PROVIDED INFORMATION: Begin
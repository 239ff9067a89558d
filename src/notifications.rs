//! Toast-style connection notifications with flicker suppression (§7).
//!
//! A connection-state observable drives an injected sink; transient
//! reconnects or auth failures that recover within
//! [`crate::constants::TOAST_SUPPRESSION_WINDOW`] never reach the sink. The
//! debounce-a-watch-channel shape here has no single teacher precedent but
//! follows the same "observe a `watch::Receiver`, react on change" idiom
//! `reconnect.rs` itself is built on.

use tokio::sync::watch;

use crate::constants::TOAST_SUPPRESSION_WINDOW;
use crate::reconnect::ConnectionState;

/// Receives human-readable connection notices.
pub trait NotificationSink: Send + Sync {
    /// Called with a short, user-facing message.
    fn notify(&self, message: &str);
}

/// Debounces [`ConnectionState`] transitions into toast notifications.
pub struct ToastSuppressor<S: NotificationSink> {
    sink: S,
}

impl<S: NotificationSink> ToastSuppressor<S> {
    /// Build a suppressor around `sink`.
    #[must_use]
    pub fn new(sink: S) -> Self {
        Self { sink }
    }

    /// Drive the suppressor until `state` closes. Intended to run as a
    /// background task for the lifetime of the client.
    pub async fn run(&self, mut state: watch::Receiver<ConnectionState>) {
        let mut previous = state.borrow().clone();
        loop {
            if state.changed().await.is_err() {
                return;
            }
            let current = state.borrow().clone();
            if current == previous {
                continue;
            }
            match &current {
                ConnectionState::Reconnecting(_) | ConnectionState::Failed(_) => {
                    if self.settles_within_window(&mut state, &current).await {
                        previous = state.borrow().clone();
                        continue;
                    }
                    self.sink.notify(&message_for(&current));
                }
                _ => {
                    self.sink.notify(&message_for(&current));
                }
            }
            previous = current;
        }
    }

    /// Waits up to the suppression window for `state` to move away from
    /// `unsettled`. Returns `true` if it did (suppress the notification).
    async fn settles_within_window(
        &self,
        state: &mut watch::Receiver<ConnectionState>,
        unsettled: &ConnectionState,
    ) -> bool {
        tokio::select! {
            changed = state.changed() => {
                changed.is_ok() && &*state.borrow() != unsettled
            }
            () = tokio::time::sleep(TOAST_SUPPRESSION_WINDOW) => false,
        }
    }
}

fn message_for(state: &ConnectionState) -> String {
    match state {
        ConnectionState::Disconnected => "Disconnected from gateway".to_string(),
        ConnectionState::Connecting => "Connecting to gateway…".to_string(),
        ConnectionState::Connected => "Connected to gateway".to_string(),
        ConnectionState::Reconnecting(attempt) => format!("Reconnecting to gateway (attempt {attempt})…"),
        ConnectionState::Reconnected => "Reconnected to gateway".to_string(),
        ConnectionState::Failed(message) => format!("Gateway connection failed: {message}"),
    }
}
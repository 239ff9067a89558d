//! Runtime environment detection.
//!
//! Provides a single source of truth for determining the runtime environment
//! (test, development, production) based on the `OSAURUS_ENV` environment
//! variable.
//!
//! # Environment Variable
//!
//! Set `OSAURUS_ENV` to one of:
//! - `test` - Test mode (skips keyring, uses file storage instead)
//! - `development` or `dev` - Development mode
//! - (anything else or unset) - Production mode

/// Runtime environment for the gateway client.
#[derive(Debug, Clone, Copy, PartialEq, Eq)]
pub enum Environment {
    /// Production environment (default).
    Production,
    /// Development environment.
    Development,
    /// Test environment - skips keyring, uses file storage.
    Test,
}

impl Environment {
    /// Detect current environment from `OSAURUS_ENV`.
    #[must_use]
    pub fn current() -> Self {
        match std::env::var("OSAURUS_ENV").as_deref() {
            Ok("test") => Self::Test,
            Ok("development") | Ok("dev") => Self::Development,
            _ => Self::Production,
        }
    }

    /// Returns `true` if this is the test environment.
    #[must_use]
    pub fn is_test(self) -> bool {
        self == Self::Test
    }

    /// Returns `true` if this is the production environment.
    #[must_use]
    pub fn is_production(self) -> bool {
        self == Self::Production
    }

    /// Returns `true` if this is the development environment.
    #[must_use]
    pub fn is_development(self) -> bool {
        self == Self::Development
    }
}

impl std::fmt::Display for Environment {
    fn fmt(&self, f: &mut std::fmt::Formatter<'_>) -> std::fmt::Result {
        match self {
            Self::Production => write!(f, "production"),
            Self::Development => write!(f, "development"),
            Self::Test => write!(f, "test"),
        }
    }
}

/// Convenience function to check if running in test mode.
#[must_use]
pub fn is_test_mode() -> bool {
    #[cfg(test)]
    {
        return true;
    }
    #[cfg(not(test))]
    {
        Environment::current().is_test()
    }
}

/// Returns `true` if keyring access should be bypassed in favor of file storage.
#[must_use]
pub fn should_skip_keyring() -> bool {
    is_test_mode()
}

#[cfg(test)]
mod tests {
    use super::*;

    #[test]
    fn test_environment_display() {
        assert_eq!(Environment::Production.to_string(), "production");
        assert_eq!(Environment::Development.to_string(), "development");
        assert_eq!(Environment::Test.to_string(), "test");
    }

    #[test]
    fn test_environment_is_methods() {
        assert!(Environment::Test.is_test());
        assert!(!Environment::Test.is_production());
        assert!(Environment::Production.is_production());
        assert!(Environment::Development.is_development());
    }

    #[test]
    fn test_should_skip_keyring_in_unit_tests() {
        assert!(should_skip_keyring());
    }
}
PROVIDED INFORMATION: End
**REQUIREMENT:** Reproduce each line, exactly as it appears, from the one that contains "pub fn is_test_mode()" through the last line of the records. Add no other lines.

**RESPONSE TO THE EXERCISE:**
pub fn is_test_mode() -> bool {
    #[cfg(test)]
    {
        return true;
    }
    #[cfg(not(test))]
    {
        Environment::current().is_test()
    }
}

/// Returns `true` if keyring access should be bypassed in favor of file storage.
#[must_use]
pub fn should_skip_keyring() -> bool {
    is_test_mode()
}

#[cfg(test)]
mod tests {
    use super::*;

    #[test]
    fn test_environment_display() {
        assert_eq!(Environment::Production.to_string(), "production");
        assert_eq!(Environment::Development.to_string(), "development");
        assert_eq!(Environment::Test.to_string(), "test");
    }

    #[test]
    fn test_environment_is_methods() {
        assert!(Environment::Test.is_test());
        assert!(!Environment::Test.is_production());
        assert!(Environment::Production.is_production());
        assert!(Environment::Development.is_development());
    }

    #[test]
    fn test_should_skip_keyring_in_unit_tests() {
        assert!(should_skip_keyring());
    }
}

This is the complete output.